A Flag for Sunrise
- Author: Robert Stone
- Language: English
- Genre: Political thriller, literary fiction
- Set in: Central America
- Publisher: Alfred A. Knopf
- Publication date: 1981
- Awards: Los Angeles Times Book Prize for Fiction
- ISBN: 0-679-73762-6

= A Flag for Sunrise =

1981 Robert Stone novel

A Flag for Sunrise is a 1981 political thriller novel by American author Robert Stone set in Tecan, a fictional Central American country, during a period of political unrest. Stone's third novel, A Flag for Sunrise was a finalist for the National Book Award for Fiction and the PEN/Faulkner Award for Fiction, and won the Los Angeles Times Book Prize for Fiction. The novel examines the effects of American political intervention abroad, as well as themes of political and religious idealism versus a morally ambiguous reality.

== Plot ==
The novel is set primarily in the fictional Central American country of Tecan, where political tensions are rising toward revolution. The narrative follows several characters whose lives intersect: Frank Holliwell, an American anthropologist with prior connections to U.S. intelligence, who travels to the region to give a lecture and is asked to provide information to contacts in the Central Intelligence Agency; Sister Justin Feeney, an American nun, who works at a coastal mission and becomes increasingly sympathetic to local revolutionary movements; Father Charles Egan, a Canadian priest, who struggles with his faith and alcoholism while continuing his work in the country; and Pablo Tabor, a former U.S. Coast Guard member, who becomes involved in gunrunning activities connected to the conflict. As the political situation deteriorates, the characters are drawn into violence and espionage as well as their own personal and moral crises.

== Reception ==
The novel won received generally positive reviews. In The New York Times, critic Michael Wood praised it as having the “pace and suspense of a first-class thriller” and compared it to the works of B. Traven.
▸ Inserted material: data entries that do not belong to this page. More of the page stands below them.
impl ConfigManager {
    /// Defaults only, no file lookup
    pub fn from_config(root: impl Into<PathBuf>, config: TrinityFullConfig) -> Self {
        Self {
            root: root.into(),
            base: config.clone(),
            layers: Vec::new(),
            config,
            source: None,
            load_error: None,
        }
    }

    /// Defaults overridden by the project file, if any.
    ///
    /// Searches for configuration files in this order:
    /// 1. `trinity.toml`
    /// 2. `.trinityrc.json`
    ///
    /// The first file that exists is the only one read. A malformed file
    /// does not fail the load; it is remembered in `load_error` and the
    /// defaults stay in effect.
    pub fn load(root: &Path) -> Self {
        Self::load_with_overrides(root, None)
    }

    /// Full three-tier load: defaults, project file, then `overrides`
    pub fn load_with_overrides(root: &Path, overrides: Option<Value>) -> Self {
        let mut manager = Self::from_config(root, TrinityFullConfig::default());

        let found = [CONFIG_FILE_NAME, RC_FILE_NAME]
            .iter()
            .map(|name| root.join(name))
            .find(|path| path.is_file());
        if let Some(path) = found {
            match read_config_value(&path).and_then(|value| manager.update_config(value)) {
                Ok(()) => {
                    debug!("Loaded project config from {}", path.display());
                    manager.source = Some(path);
                }
                Err(e) => {
                    warn!("Failed to load {}: {}", path.display(), e);
                    manager.load_error = Some(e.to_string());
                }
            }
        }

        if manager.source.is_none() && manager.load_error.is_none() {
            debug!("No project config found, using defaults");
        }

        if let Some(overrides) = overrides {
            if let Err(e) = manager.update_config(overrides) {
                warn!("Ignoring invalid config overrides: {}", e);
                manager.load_error = Some(e.to_string());
            }
        }

        manager
    }

    pub fn root(&self) -> &Path {
        &self.root
    }

    pub fn get_config(&self) -> &TrinityFullConfig {
        &self.config
    }

    pub fn into_config(self) -> TrinityFullConfig {
        self.config
    }

    /// File the config was read from, if any
    pub fn source(&self) -> Option<&Path> {
        self.source.as_deref()
    }

    /// Why the project file could not be applied, if it could not
    pub fn load_error(&self) -> Option<&str> {
        self.load_error.as_deref()
    }

    /// Deep-merge a partial config; later values win key by key
    pub fn update_config(&mut self, partial: Value) -> TrinityResult<()> {
        self.config = merge_config(&self.config, partial.clone())?;
        self.layers.push(partial);
        Ok(())
    }

    pub fn validate_config(&self) -> ConfigValidation {
        self.config.validate()
    }

    /// Seed patterns and conventions from a named preset
    pub fn apply_template(&mut self, name: &str) -> TrinityResult<()> {
        let partial =
            templates::template(name).ok_or_else(|| TrinityError::UnknownTemplate(name.into()))?;
        self.update_config(partial)?;
        info!("Applied '{}' template", name);
        Ok(())
    }

    /// Re-layer the config with `adapter`'s presets in the defaults tier
    fn with_language_defaults(&self, adapter: &dyn LanguageAdapter) -> TrinityResult<TrinityFullConfig> {
        let patterns = json!({
            "patterns": {
                "test": adapter.test_patterns(),
                "implementation": adapter.file_patterns(),
            }
        });
        let mut config = merge_config(&self.base, patterns)?;
        if let Some(name) = adapter.template(&self.root) {
            let partial =
                templates::template(name).ok_or_else(|| TrinityError::UnknownTemplate(name.into()))?;
            config = merge_config(&config, partial)?;
        }
        for layer in &self.layers {
            config = merge_config(&config, layer.clone())?;
        }
        Ok(config)
    }

    /// Fill unset project identity from the detected language adapter.
    ///
    /// The adapter's patterns and template become part of the defaults tier,
    /// so the project file and caller overrides keep precedence. Returns the
    /// detected language, if any adapter recognized the project.
    pub fn auto_detect_project(&mut self) -> Option<&'static str> {
        let adapter = match &self.config.project.language {
            Some(language) => adapters::for_language(language),
            None => adapters::detect(&self.root),
        }?;

        let language = adapter.name();
        match self.with_language_defaults(adapter.as_ref()) {
            Ok(config) => self.config = config,
            Err(e) => warn!("Could not apply {} presets: {}", language, e),
        }

        let project = &mut self.config.project;
        if project.language.is_none() {
            project.language = Some(language.to_string());
        }
        if project.framework.is_none() {
            project.framework = adapter.test_framework(&self.root);
        }
        if project.name.is_none() {
            project.name = adapter.project_name(&self.root);
        }
        if self.config.validation.test_command.is_none() {
            self.config.validation.test_command = adapter.test_command(&self.root);
        }

        debug!(
            "Auto-detected project: language={}, framework={:?}",
            language, self.config.project.framework
        );
        Some(language)
    }

    /// Persist the effective config as `trinity.toml` in the project root
    pub fn save(&self) -> TrinityResult<PathBuf> {
        let path = self.root.join(CONFIG_FILE_NAME);
        let content = self.to_toml()?;
        std::fs::write(&path, content).map_err(|source| TrinityError::Write {
            path: path.clone(),
            source,
        })?;
        Ok(path)
    }

    pub fn to_toml(&self) -> TrinityResult<String> {
        toml::to_string_pretty(&self.config).map_err(|e| TrinityError::Serialize(e.to_string()))
    }
}
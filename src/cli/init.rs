//! Init command - write a trinity.toml for a project

use crate::config::{ConfigManager, TrinityFullConfig, CONFIG_FILE_NAME};
use anyhow::{Context, Result};
use console::style;
use std::path::Path;

/// Run the init command
pub fn run(path: &Path, template: Option<&str>, force: bool, detect: bool) -> Result<()> {
    let root = path
        .canonicalize()
        .with_context(|| format!("Path does not exist: {}", path.display()))?;

    if !root.is_dir() {
        anyhow::bail!("Path is not a directory: {}", root.display());
    }

    println!("\n{} Initializing Trinity\n", style("▲").bold());

    let config_path = root.join(CONFIG_FILE_NAME);
    if config_path.exists() && !force {
        println!(
            "{} Already initialized at {} (use --force to overwrite)",
            style("✓").green(),
            style(config_path.display()).cyan()
        );
        return Ok(());
    }

    let mut manager = ConfigManager::from_config(&root, TrinityFullConfig::default());

    if detect {
        match manager.auto_detect_project() {
            Some(language) => {
                let config = manager.get_config();
                println!(
                    "{} Detected {} project{}",
                    style("✓").green(),
                    style(language).cyan(),
                    config
                        .project
                        .framework
                        .as_deref()
                        .map(|f| format!(" using {}", f))
                        .unwrap_or_default()
                );
            }
            None => println!(
                "{} No known project manifest found, using defaults",
                style("•").dim()
            ),
        }
    }

    if let Some(name) = template {
        manager
            .apply_template(name)
            .with_context(|| format!("Could not apply template '{}'", name))?;
        println!("{} Applied {} template", style("✓").green(), style(name).cyan());
    }

    let validation = manager.validate_config();
    if !validation.valid {
        anyhow::bail!("Generated configuration is invalid: {}", validation.errors.join("; "));
    }

    let saved = manager.save().context("Failed to write trinity.toml")?;
    println!("{} Created {}", style("✓").green(), style(saved.display()).cyan());

    println!("\n{}", style("Next steps:").bold());
    println!("  trinity validate .                    Full validation");
    println!("  trinity validate . --mode pre-commit  Use as a git pre-commit hook");
    println!("  trinity config show                   Inspect the effective settings");
    Ok(())
}
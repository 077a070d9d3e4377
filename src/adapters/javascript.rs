//! JavaScript / TypeScript adapter (package.json projects)

use super::{read_manifest, LanguageAdapter};
use serde_json::Value;
use std::path::Path;

/// Frameworks in preference order; the first one declared wins
const TEST_FRAMEWORKS: &[&str] = &["vitest", "jest", "mocha", "jasmine", "ava"];

/// What `npm init` writes when no test script exists
const NPM_PLACEHOLDER_TEST: &str = "no test specified";

#[derive(Debug, Clone, Copy, Default)]
pub struct JavaScriptAdapter;

fn package_json(root: &Path) -> Option<Value> {
    let content = read_manifest(root, "package.json")?;
    serde_json::from_str(&content).ok()
}

/// Whether `name` is listed in dependencies or devDependencies
fn has_dependency(pkg: &Value, name: &str) -> bool {
    ["dependencies", "devDependencies", "peerDependencies"]
        .iter()
        .any(|section| pkg.get(section).and_then(|deps| deps.get(name)).is_some())
}

fn declared_dependency_count(pkg: &Value) -> usize {
    ["dependencies", "devDependencies"]
        .iter()
        .filter_map(|section| pkg.get(section).and_then(Value::as_object))
        .map(|deps| deps.len())
        .sum()
}

fn test_script(pkg: &Value) -> Option<&str> {
    pkg.get("scripts")
        .and_then(|s| s.get("test"))
        .and_then(Value::as_str)
        .filter(|script| !script.contains(NPM_PLACEHOLDER_TEST))
}

/// Package manager inferred from the lockfile
fn package_manager(root: &Path) -> &'static str {
    if root.join("pnpm-lock.yaml").exists() {
        "pnpm"
    } else if root.join("yarn.lock").exists() {
        "yarn"
    } else if root.join("bun.lockb").exists() {
        "bun"
    } else {
        "npm"
    }
}

impl LanguageAdapter for JavaScriptAdapter {
    fn name(&self) -> &'static str {
        "javascript"
    }

    fn detect(&self, root: &Path) -> bool {
        root.join("package.json").is_file()
    }

    fn test_patterns(&self) -> Vec<String> {
        vec!["**/*.test.*".into(), "**/*.spec.*".into()]
    }

    fn file_patterns(&self) -> Vec<String> {
        ["ts", "tsx", "js", "jsx", "mjs", "cjs"]
            .iter()
            .map(|ext| format!("**/*.{}", ext))
            .collect()
    }

    fn test_framework(&self, root: &Path) -> Option<String> {
        let pkg = package_json(root)?;
        if let Some(fw) = TEST_FRAMEWORKS.iter().find(|fw| has_dependency(&pkg, fw)) {
            return Some(fw.to_string());
        }
        // Fall back to whatever the test script invokes
        let script = test_script(&pkg)?;
        TEST_FRAMEWORKS
            .iter()
            .find(|fw| script.split_whitespace().any(|word| word == **fw))
            .map(|fw| fw.to_string())
    }

    fn test_command(&self, root: &Path) -> Option<String> {
        let pkg = package_json(root)?;
        if test_script(&pkg).is_some() {
            return Some(format!("{} test", package_manager(root)));
        }
        match self.test_framework(root).as_deref() {
            Some("vitest") => Some("npx vitest run".to_string()),
            Some(fw) => Some(format!("npx {}", fw)),
            None => None,
        }
    }

    fn project_name(&self, root: &Path) -> Option<String> {
        package_json(root)?
            .get("name")
            .and_then(Value::as_str)
            .map(str::to_string)
    }

    fn check_requirements(&self, root: &Path) -> Vec<String> {
        let mut missing = Vec::new();
        let Some(content) = read_manifest(root, "package.json") else {
            missing.push("package.json is missing".to_string());
            return missing;
        };
        let pkg: Value = match serde_json::from_str(&content) {
            Ok(pkg) => pkg,
            Err(e) => {
                missing.push(format!("package.json is not valid JSON: {}", e));
                return missing;
            }
        };

        if has_dependency(&pkg, "typescript") && !root.join("tsconfig.json").exists() {
            missing.push("typescript is a dependency but tsconfig.json is missing".to_string());
        }
        if declared_dependency_count(&pkg) > 0 && !root.join("node_modules").is_dir() {
            missing.push(format!(
                "dependencies are declared but node_modules is missing (run `{} install`)",
                package_manager(root)
            ));
        }
        if test_script(&pkg).is_none() {
            missing.push("package.json has no test script".to_string());
        }
        missing
    }

    fn template(&self, root: &Path) -> Option<&'static str> {
        let pkg = package_json(root)?;
        if has_dependency(&pkg, "next") {
            Some("nextjs")
        } else if has_dependency(&pkg, "react") {
            Some("react")
        } else {
            None
        }
    }
}

#[cfg(test)]
mod tests {
    use super::*;
    use tempfile::tempdir;

    fn project(package_json: &str) -> tempfile::TempDir {
        let dir = tempdir().unwrap();
        std::fs::write(dir.path().join("package.json"), package_json).unwrap();
        dir
    }

    #[test]
    fn test_framework_from_dependencies() {
        let dir = project(r#"{ "devDependencies": { "vitest": "^1.0.0", "jest": "^29" } }"#);
        assert_eq!(
            JavaScriptAdapter.test_framework(dir.path()).as_deref(),
            Some("vitest")
        );
        assert_eq!(
            JavaScriptAdapter.test_command(dir.path()).as_deref(),
            Some("npx vitest run")
        );
    }

    #[test]
    fn test_framework_from_script() {
        let dir = project(r#"{ "scripts": { "test": "mocha --recursive" } }"#);
        assert_eq!(
            JavaScriptAdapter.test_framework(dir.path()).as_deref(),
            Some("mocha")
        );
    }

    #[test]
    fn test_command_uses_lockfile_manager() {
        let dir = project(r#"{ "scripts": { "test": "jest" } }"#);
        assert_eq!(JavaScriptAdapter.test_command(dir.path()).as_deref(), Some("npm test"));
        std::fs::write(dir.path().join("yarn.lock"), "").unwrap();
        assert_eq!(JavaScriptAdapter.test_command(dir.path()).as_deref(), Some("yarn test"));
    }

    #[test]
    fn test_placeholder_script_is_not_a_test_command() {
        let dir = project(
            r#"{ "scripts": { "test": "echo \"Error: no test specified\" && exit 1" } }"#,
        );
        assert!(JavaScriptAdapter.test_command(dir.path()).is_none());
        let missing = JavaScriptAdapter.check_requirements(dir.path());
        assert!(missing.iter().any(|m| m.contains("no test script")));
    }

    #[test]
    fn test_requirements_flag_missing_tsconfig() {
        let dir = project(
            r#"{ "scripts": { "test": "jest" }, "devDependencies": { "typescript": "^5" } }"#,
        );
        std::fs::create_dir(dir.path().join("node_modules")).unwrap();
        let missing = JavaScriptAdapter.check_requirements(dir.path());
        assert_eq!(missing.len(), 1, "{:?}", missing);
        assert!(missing[0].contains("tsconfig.json"));
    }

    #[test]
    fn test_template_follows_framework() {
        let dir = project(r#"{ "dependencies": { "react": "^18", "next": "^14" } }"#);
        assert_eq!(JavaScriptAdapter.template(dir.path()), Some("nextjs"));
        let dir = project(r#"{ "dependencies": { "react": "^18" } }"#);
        assert_eq!(JavaScriptAdapter.template(dir.path()), Some("react"));
        let dir = project(r#"{ "name": "cli" }"#);
        assert_eq!(JavaScriptAdapter.template(dir.path()), None);
        assert_eq!(JavaScriptAdapter.project_name(dir.path()).as_deref(), Some("cli"));
    }
}
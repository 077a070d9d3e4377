//! Language adapters
//!
//! An adapter answers the language-specific questions the validator and the
//! config manager need: is this project written in my language, what do its
//! tests look like, how are they run. Adapters are chosen once per project
//! and injected; nothing else branches on language names.

mod javascript;
mod python;
mod rust;

pub use javascript::JavaScriptAdapter;
pub use python::PythonAdapter;
pub use rust::RustAdapter;

use std::path::Path;

/// Capability interface for one language ecosystem
pub trait LanguageAdapter: Send + Sync {
    /// Canonical lowercase language name
    fn name(&self) -> &'static str;

    /// Whether the project at `root` looks like it is written in this language
    fn detect(&self, root: &Path) -> bool;

    /// Glob patterns identifying test files
    fn test_patterns(&self) -> Vec<String>;

    /// Glob patterns identifying source files
    fn file_patterns(&self) -> Vec<String>;

    /// Test framework in use, if one can be read from the manifest
    fn test_framework(&self, root: &Path) -> Option<String>;

    /// Command that runs the whole test suite
    fn test_command(&self, root: &Path) -> Option<String>;

    /// Package name from the project manifest
    fn project_name(&self, root: &Path) -> Option<String>;

    /// Unmet project requirements, one message each
    fn check_requirements(&self, root: &Path) -> Vec<String>;

    /// Config template matching this project, if any
    fn template(&self, _root: &Path) -> Option<&'static str> {
        None
    }
}

/// All known adapters, in detection order
pub fn all() -> Vec<Box<dyn LanguageAdapter>> {
    vec![
        Box::new(JavaScriptAdapter),
        Box::new(PythonAdapter),
        Box::new(RustAdapter),
    ]
}

/// First adapter that recognizes the project
pub fn detect(root: &Path) -> Option<Box<dyn LanguageAdapter>> {
    all().into_iter().find(|adapter| adapter.detect(root))
}

/// Adapter by language name (aliases accepted)
pub fn for_language(language: &str) -> Option<Box<dyn LanguageAdapter>> {
    let adapter: Box<dyn LanguageAdapter> = match language.to_lowercase().as_str() {
        "javascript" | "js" | "typescript" | "ts" | "node" => Box::new(JavaScriptAdapter),
        "python" | "py" => Box::new(PythonAdapter),
        "rust" | "rs" => Box::new(RustAdapter),
        _ => return None,
    };
    Some(adapter)
}

/// Read a manifest, treating any failure as absence
pub(crate) fn read_manifest(root: &Path, name: &str) -> Option<String> {
    std::fs::read_to_string(root.join(name)).ok()
}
Kirkus Reviews praised it as "the work of a truly powerful, unduplicated voice" and that "Stone lights every page with the superiority of his prose." However, both reviews noted that the novel was at times overwritten. It won the Los Angeles Times Book Prize for Fiction and was a finalist for the PEN/Faulkner Award for Fiction and National Book Award for Fiction. A Flag for Sunrise was twice a finalist for the National Book Award, once following its hardcover release and again the next year when it was reissued in paperback.